I'm the new owner of an 82 GL1100 with only 7,000 miles on it. Having sat for 22 years, Cletus was in for a carb rebuild in May of this year. He .
Since I'm new let me say again that I'm glad a friend sent me your way. Let me thank you in advance for your help.

Larry
Larry, you ask...
Has been running smoothly except for what feels like retarded acceleration when I give him gas at cruising speed. Recently I noticed a LOT of gas dripping from the weep hole in the right side exhaust. Thinking that perhaps I was not getting spark to one of the cylinders I checked, but found that I am getting spark to both No. 1 and No. 3. With the engine at idle speed I can take the spark plug wire off of the No. 1 plug and the engine continues to idle smoothly; when I disconnect any other plug wire there is an immediate change in the idle
That gas dripping from the exhaust could mean a couple of things,, first it could mean that you just have a fouled spark plug on that cylinder & it is allowing the cylinder to misfire & not burn the fuel/air that is pulled in.. (try a new spark plug first)..

Or it could mean that the carb is acting up & passing way too much fuel so it ends up too rich to burn.. (possibly check the cut-off valve in the carb as those tend to fail with age & will really richen the intake mixture at lower speeds, once the plug fouls from a rich mixture it really pumps the raw fuel through that cylinder.

When you pulled the #1 plug wire it should have also dropped out #2 cylinder as cyl 1 & 2 spark off the same coil & each use the other cylindersspark plug as a ground to operate. You should NEVER pull a plug wire on a Wing to check spark as that allows the coil to arc internally & could easily damage it, instead use a jumper wire & ground the plug on the cylinder that is being tested.

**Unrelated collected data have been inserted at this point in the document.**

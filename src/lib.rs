//! HMAC-based one-time passwords ([RFC 4226][4226]) with look-ahead resynchronization.
//!
//! The crate is split into two layers. The pure functions [`raw_hotp`], [`hotp`], and
//! [`validate`] compute and check a single code without any state. The [`Hotp`] session owns a
//! secret and a moving counter, and advances (or resynchronizes) that counter when a submitted
//! code is accepted.
//!
//! ```rust
//! use hotp_session::{Digits, Hotp};
//!
//! let mut server = Hotp::new(b"12345678901234567890", 0, Digits::SIX)?;
//! assert_eq!(server.calculate()?, "755224");
//! assert!(server.validate("755224")?);
//! assert_eq!(server.counter(), 1);
//! # Ok::<(), hotp_session::HotpError>(())
//! ```
//!
//! [4226]: https://datatracker.ietf.org/doc/html/rfc4226

pub mod digest;
pub mod length;
pub mod secret;
pub mod session;
pub mod uri;

pub use digest::{Algorithm, Digest, HmacDigest};
pub use length::{format, Digits};
pub use secret::{decode_secret, encode_secret, generate_secret};
pub use session::{Hotp, MAX_LOOK_AHEAD};
pub use uri::{parse_provisioning_uri, provisioning_uri, Issuer, Provisioning};

/// Synchronized moving counter.
///
/// [RFC 4226][4226] describes an "8-byte synchronized moving counter." To allow for more
/// sophisticated forms of counters, the `Counter` and [`CounterBytes`] traits are exposed.
///
/// `Counter` is implemented for `u64` directly and for every [`CounterBytes`] type, whose eight
/// bytes are read as a big-endian integer.
///
/// [4226]: https://datatracker.ietf.org/doc/html/rfc4226
pub trait Counter {
    /// The counter value as an eight-byte, big-endian, unsigned integer.
    fn value(&self) -> u64;
}

/// Raw synchronized moving counter.
///
/// See the documentation for [`Counter`] for more information.
pub trait CounterBytes {
    /// The counter value as an array of bytes.
    fn value(&self) -> [u8; 8];
}

impl CounterBytes for [u8; 8] {
    fn value(&self) -> [u8; 8] {
        *self
    }
}

impl<T: CounterBytes> Counter for T {
    fn value(&self) -> u64 {
        u64::from_be_bytes(CounterBytes::value(self))
    }
}

impl Counter for u64 {
    fn value(&self) -> u64 {
        *self
    }
}

/// Shared secret.
///
/// As per [RFC 4226][4226], "each HOTP generator has a different and unique secret." Any byte
/// string may serve as a secret as long as it is non-empty. The RFC recommends at least 160
/// bits for HMAC-SHA1; that recommendation is left to the caller.
///
/// [4226]: https://datatracker.ietf.org/doc/html/rfc4226
pub trait Secret: AsRef<[u8]> {}
impl Secret for String {}
impl Secret for &'_ str {}
impl Secret for &'_ [u8] {}
impl Secret for Vec<u8> {}
impl<const N: usize> Secret for [u8; N] {}
impl<const N: usize> Secret for &'_ [u8; N] {}

/// A code submitted for validation.
///
/// Codes are always compared in their canonical form: decimal, left-padded with zeros to the
/// session's digit count. Integers and digit strings therefore compare equal whenever they
/// denote the same code (`42`, `"42"`, and `"000042"` are the same six-digit code). Leading
/// zeros beyond the digit count are dropped from strings, so `"0755224"` is the six-digit code
/// `755224`, just as the integer literal `0755224` is.
pub trait SubmittedCode {
    /// Canonical form of this code at the given length, or `None` if it can never match.
    fn canonical(&self, digits: Digits) -> Option<String>;
}

macro_rules! impl_submitted_code_unsigned {
    ($($t:ty),+) => ($(
        impl SubmittedCode for $t {
            fn canonical(&self, digits: Digits) -> Option<String> {
                Some(format!("{:0width$}", self, width = usize::from(digits.get())))
            }
        }
    )+)
}
impl_submitted_code_unsigned!(u32, u64);

macro_rules! impl_submitted_code_signed {
    ($($t:ty),+) => ($(
        impl SubmittedCode for $t {
            fn canonical(&self, digits: Digits) -> Option<String> {
                u64::try_from(*self).ok()?.canonical(digits)
            }
        }
    )+)
}
impl_submitted_code_signed!(i32, i64);

impl SubmittedCode for str {
    fn canonical(&self, digits: Digits) -> Option<String> {
        let code = self.trim();
        if code.is_empty() || !code.bytes().all(|b| b.is_ascii_digit()) {
            return None;
        }
        let width = usize::from(digits.get());
        let excess = code.len().saturating_sub(width);
        let zeros = code.bytes().take(excess).take_while(|b| *b == b'0').count();
        Some(format!("{:0>width$}", &code[zeros..], width = width))
    }
}

impl SubmittedCode for String {
    fn canonical(&self, digits: Digits) -> Option<String> {
        self.as_str().canonical(digits)
    }
}

impl<T: SubmittedCode + ?Sized> SubmittedCode for &'_ T {
    fn canonical(&self, digits: Digits) -> Option<String> {
        (**self).canonical(digits)
    }
}

/// HOTP error type.
#[derive(Clone, Debug, Eq, Hash, PartialEq, thiserror::Error)]
pub enum HotpError {
    /// The requested look-ahead window exceeds [`MAX_LOOK_AHEAD`].
    #[error("look-ahead window of {0} exceeds the maximum of {max}", max = MAX_LOOK_AHEAD)]
    LookAheadWindow(u8),
    /// The named hash algorithm is not one of SHA1, SHA256, or SHA512.
    #[error("unsupported hash algorithm `{0}`")]
    UnsupportedAlgorithm(String),
    /// The digest could not supply four bytes at the truncation offset.
    ///
    /// This indicates an internal fault and is never produced by the supported algorithms.
    #[error("cannot truncate a {len}-byte digest at offset {offset}")]
    Truncation {
        /// Length of the offending digest.
        len: usize,
        /// Offset read from the digest's final nibble.
        offset: usize,
    },
    /// The provided secret was empty.
    #[error("secret must not be empty")]
    EmptySecret,
    /// The requested number of digits was outside of the range [1, 9].
    #[error("{0} digits is outside the supported range 1..=9")]
    Digits(u8),
    /// The text is not valid RFC 4648 base32.
    #[error("secret is not valid base32")]
    SecretEncoding,
    /// The system random number generator failed.
    #[error("system random number generator failed")]
    Entropy,
    /// An `otpauth://` URI could not be parsed.
    #[error("invalid otpauth URI: {0}")]
    Uri(String),
}

pub type Result<T> = core::result::Result<T, HotpError>;

/// Computes the "raw" HOTP value for the given secret and counter.
///
/// This is the dynamically truncated 31-bit integer of [RFC 4226 §5.3][53]; no reduction to a
/// number of digits is performed. For a formatted code, see [`hotp`].
///
/// # Errors
///
/// Returns [`HotpError::EmptySecret`] for a zero-length secret.
///
/// [53]: https://datatracker.ietf.org/doc/html/rfc4226#section-5.3
pub fn raw_hotp<S: Secret, C: Counter>(secret: S, counter: C, algorithm: Algorithm) -> Result<u32> {
    let key: &[u8] = secret.as_ref();
    if key.is_empty() {
        return Err(HotpError::EmptySecret);
    }
    digest::hmac(key, counter.value(), algorithm).truncate()
}

/// Computes an HOTP code of the desired length given a secret and counter value.
///
/// Unlike [`raw_hotp`], the value is reduced modulo 10<sup>digits</sup> and rendered in its
/// canonical zero-padded form.
///
/// ```rust
/// use hotp_session::{hotp, Algorithm, Digits};
///
/// let code = hotp(b"12345678901234567890", 4_u64, Digits::SEVEN, Algorithm::Sha1)?;
/// assert_eq!(code, "0338314");
/// # Ok::<(), hotp_session::HotpError>(())
/// ```
///
/// # Errors
///
/// Returns [`HotpError::EmptySecret`] for a zero-length secret.
pub fn hotp<S: Secret, C: Counter>(
    secret: S,
    counter: C,
    digits: Digits,
    algorithm: Algorithm,
) -> Result<String> {
    raw_hotp(secret, counter, algorithm).map(|value| format(value, digits))
}

/// Checks a submitted code against a single counter value without any state.
///
/// No look-ahead is performed; see [`Hotp::validate`] for the resynchronizing version.
///
/// # Errors
///
/// Returns [`HotpError::EmptySecret`] for a zero-length secret. A code that does not match is
/// `Ok(false)`, not an error.
pub fn validate<S: Secret, C: Counter, T: SubmittedCode>(
    secret: S,
    counter: C,
    digits: Digits,
    algorithm: Algorithm,
    code: T,
) -> Result<bool> {
    let expected = hotp(secret, counter, digits, algorithm)?;
    Ok(code
        .canonical(digits)
        .map_or(false, |submitted| submitted == expected))
}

I drained the float bowl on No. 1 and then started Cletus again with the same result. So, Cletus will still idle smoothly, has spark to all cylinders, will continue to idle smoothly even with the No. 1 plug wire pulled off the plug, and is pouring large amounts of gas into the exhaust pipe on the right side.

O.K.,friends, where do I start?
Probably the place to start is to: First replace the spark plug on #1 cylinder,, thenrun itfor a few seconds & place your hand lightly (& quickly) on each exhaust pipe as it exits the cyl head, if you have a cold pipe (or cooler that the others) that cylinder isn't firing correctly.. If a new plug &good hot spark doesn't allow that cylinder to fire then do a compression test on that cylinder.. If the compression is good then look for a hanging choke (enrichener) in the carb for that cylinder,, or a failed air cut-off valve in the carb for that cylinder,, or internal carb problem on that cylinder..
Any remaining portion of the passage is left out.